Vladimir Putin and Donald Trump may have achieved a certain “chemistry” at their meeting in Hamburg, as US Secretary of State Rex Tillerson suggests; but neither leader has the underlying “physics” that will allow for any real agreement or the capitulation of one to the other, according to Vitaly Portnikov.
The Ukrainian commentator argues that as a result, the meeting was less significant than many have wanted to make it into because at least at the present time, “both leaders simply do not have the platforms needed for an agreement” or even for approaching one in any serious way.
Portnikov argues that “Trump cannot capitulate to Vladimir Putin even if he wanted to but he doesn’t want to” for three reasons:
- First, “he is president of the US,” and the relative power of the two countries is incomparable even when Moscow “decides to make use of the newest technologies for the destabilization of its opponent.”
- Second, the state he leads is itself a barrier to any capitulation given how Moscow has been behaving.
- And third, Trump can’t because he and his closest collaborators are “figures of an investigation into possible contacts with the Russians during the election” and the president must show “that he does not have any relationship to these contacts.”
But Putin cannot capitulate to Trump either and for three important reasons:
- First, Putin long ago left the world of reality for a world based on fantasies of his importance.
- Second, “capitulation would mean the collapse of Putin’s authority” in the eyes of his security service cronies.
- And third, just as Trump has nothing to offer Putin so Putin has nothing to offer Trump which is not inconsistent with the political and “what is most important” economic systems of the countries that they head.
As a result, the two could talk as long as they wanted – “an hour, two or even three” and nothing would result, Portnikov says. Indeed, what their aides did announce after the meeting of the two shows just how little the meeting mattered as far as key issues are concerned.
The partial agreement on Syria had already been worked out before the meeting and in fact was announced nearly simultaneously in Jordan because it reflected the work of more than just the US and Russia. If the two are going to resolve the Syrian crisis, it will take far more than what has been announced.
As to Ukraine, it has turned out that “the American administration has no new form, that its entire model involves the demand that the Minsk accords be fulfilled and that there be a separate channel between the White House and the Kremlin,” something that was already in place under Barack Obama.
Kurt Volker, the new special US representative on Ukraine, is known as a hawk but in fact he simply is someone who “thinks in a sober-minded fashion.” That is indeed “an important signal to Moscow” that the Trump Administration is “prepared to wait until Russia weakens and capitulates” and better to the US than to the EU.
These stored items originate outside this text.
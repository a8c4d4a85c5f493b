use std::sync::atomic::{AtomicU64, Ordering};
use std::sync::Arc;

use super::domain::{ApplicationId, Interview, InterviewId, JobApplication, JobId, UserId};
use super::repository::{HiringStore, RepositoryError};
use super::views::{ApplicationLink, ApplicationView, InterviewView, JobSummary};

/// Facade composing every hiring operation over one storage backend.
///
/// The struct itself is thin; the operations live in per-concern impl blocks
/// (`candidates`, `jobs`, `interviews`, `users`, `dashboard`).
pub struct HiringService<S> {
    store: Arc<S>,
}

static USER_SEQUENCE: AtomicU64 = AtomicU64::new(1);
static JOB_SEQUENCE: AtomicU64 = AtomicU64::new(1);
static APPLICATION_SEQUENCE: AtomicU64 = AtomicU64::new(1);
static INTERVIEW_SEQUENCE: AtomicU64 = AtomicU64::new(1);

pub(crate) fn next_user_id() -> UserId {
    let id = USER_SEQUENCE.fetch_add(1, Ordering::Relaxed);
    UserId(format!("user-{id:06}"))
}

pub(crate) fn next_job_id() -> JobId {
    let id = JOB_SEQUENCE.fetch_add(1, Ordering::Relaxed);
    JobId(format!("job-{id:06}"))
}

pub(crate) fn next_application_id() -> ApplicationId {
    let id = APPLICATION_SEQUENCE.fetch_add(1, Ordering::Relaxed);
    ApplicationId(format!("app-{id:06}"))
}

pub(crate) fn next_interview_id() -> InterviewId {
    let id = INTERVIEW_SEQUENCE.fetch_add(1, Ordering::Relaxed);
    InterviewId(format!("int-{id:06}"))
}

impl<S> HiringService<S>
where
    S: HiringStore + 'static,
{
    pub fn new(store: Arc<S>) -> Self {
        Self { store }
    }

    pub(crate) fn store(&self) -> &S {
        &self.store
    }

    /// Build an application view with its job summary and interviews attached.
    pub(crate) fn application_view(
        &self,
        application: &JobApplication,
    ) -> Result<ApplicationView, HiringError> {
        let job = self
            .store
            .fetch_job(&application.job_id)?
            .map(|job| JobSummary::from_job(&job))
            .unwrap_or(JobSummary {
                id: application.job_id.clone(),
                title: "Untitled Job".to_string(),
                company: "Unnamed Company".to_string(),
            });

        let interviews = self
            .store
            .list_interviews_for_application(&application.id)?
            .iter()
            .map(|interview| self.interview_view(interview))
            .collect::<Result<Vec<_>, _>>()?;

        Ok(ApplicationView {
            id: application.id.clone(),
            job,
            status: application.status,
            tags: application.tags.clone(),
            created_at: application.created_at,
            interviews,
        })
    }

    /// Build the nested interview payload, resolving the application back to
    /// its job where one is linked.
    pub(crate) fn interview_view(&self, interview: &Interview) -> Result<InterviewView, HiringError> {
        Ok(InterviewView {
            id: interview.id.clone(),
            interview_type: interview.interview_type,
            date: interview.scheduled_date,
            status: interview.status,
            notes: interview.notes.clone(),
            interviewers: interview.interviewers.clone(),
            rating: interview.rating,
            job_application: self.application_link(interview)?,
        })
    }

    pub(crate) fn application_link(
        &self,
        interview: &Interview,
    ) -> Result<Option<ApplicationLink>, HiringError> {
        let Some(application_id) = interview.job_application_id.as_ref() else {
            return Ok(None);
        };

        let job = match self.store.fetch_application(application_id)? {
            Some(application) => self
                .store
                .fetch_job(&application.job_id)?
                .map(|job| JobSummary::from_job(&job)),
            None => None,
        };

        Ok(Some(ApplicationLink {
            id: application_id.clone(),
            job,
        }))
    }
}

/// Error raised by hiring operations. The router maps these onto HTTP
/// statuses: `NotFound` -> 404, `Invalid` -> 400, `Conflict` -> 409, and
/// repository failures -> 404/500.
#[derive(Debug, thiserror::Error)]
pub enum HiringError {
    #[error("{0}")]
    NotFound(String),
    #[error("{0}")]
    Invalid(String),
    #[error("{0}")]
    Conflict(String),
    #[error(transparent)]
    Repository(#[from] RepositoryError),
}

impl HiringError {
    pub(crate) fn not_found(message: &str) -> Self {
        Self::NotFound(message.to_string())
    }

    pub(crate) fn invalid(message: &str) -> Self {
        Self::Invalid(message.to_string())
    }

    pub(crate) fn conflict(message: &str) -> Self {
        Self::Conflict(message.to_string())
    }
}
But Putin “will not capitulate,” and that appears to be something that hasn’t entered Trump’s mind, Portnikov says.
And as far as cyber-security is concerned. Trump knows that Putin is lying, but he has no strategy for dealing with that either. Consequently, the meeting could be praised by Tillerson only for allowing the two leaders to achieve a certain “chemistry” in their relationship. But “this has no importance at all.”
“Because ‘chemistry’ without ‘the physics’” which operates on the real laws of the world, isn’t going to produce any result at all.